What to work on: What you need to do is retype every entry exactly as written.

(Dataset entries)
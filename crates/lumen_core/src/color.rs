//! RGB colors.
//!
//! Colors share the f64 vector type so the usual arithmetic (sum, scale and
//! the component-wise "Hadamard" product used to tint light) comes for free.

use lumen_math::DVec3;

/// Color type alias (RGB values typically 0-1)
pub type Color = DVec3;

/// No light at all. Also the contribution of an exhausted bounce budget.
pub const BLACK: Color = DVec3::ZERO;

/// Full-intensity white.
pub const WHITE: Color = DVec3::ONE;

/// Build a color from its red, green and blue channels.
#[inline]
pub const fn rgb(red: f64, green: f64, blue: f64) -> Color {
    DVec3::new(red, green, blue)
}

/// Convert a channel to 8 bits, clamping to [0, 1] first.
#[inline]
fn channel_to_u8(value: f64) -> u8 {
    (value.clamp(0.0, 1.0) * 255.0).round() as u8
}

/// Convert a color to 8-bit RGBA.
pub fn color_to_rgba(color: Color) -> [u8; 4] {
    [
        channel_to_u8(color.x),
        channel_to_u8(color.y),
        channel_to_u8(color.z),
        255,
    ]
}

Response to this task:
filename crates/lumen_core/src/color.rs
//! RGB colors.
//!
//! Colors share the f64 vector type so the usual arithmetic (sum, scale and
//! the component-wise "Hadamard" product used to tint light) comes for free.

use lumen_math::DVec3;

/// Color type alias (RGB values typically 0-1)
pub type Color = DVec3;

/// No light at all. Also the contribution of an exhausted bounce budget.
pub const BLACK: Color = DVec3::ZERO;

/// Full-intensity white.
pub const WHITE: Color = DVec3::ONE;

/// Build a color from its red, green and blue channels.
#[inline]
pub const fn rgb(red: f64, green: f64, blue: f64) -> Color {
    DVec3::new(red, green, blue)
}

/// Convert a channel to 8 bits, clamping to [0, 1] first.
#[inline]
fn channel_to_u8(value: f64) -> u8 {
    (value.clamp(0.0, 1.0) * 255.0).round() as u8
}

/// Convert a color to 8-bit RGBA.
pub fn color_to_rgba(color: Color) -> [u8; 4] {
    [
        channel_to_u8(color.x),
        channel_to_u8(color.y),
        channel_to_u8(color.z),
        255,
    ]
}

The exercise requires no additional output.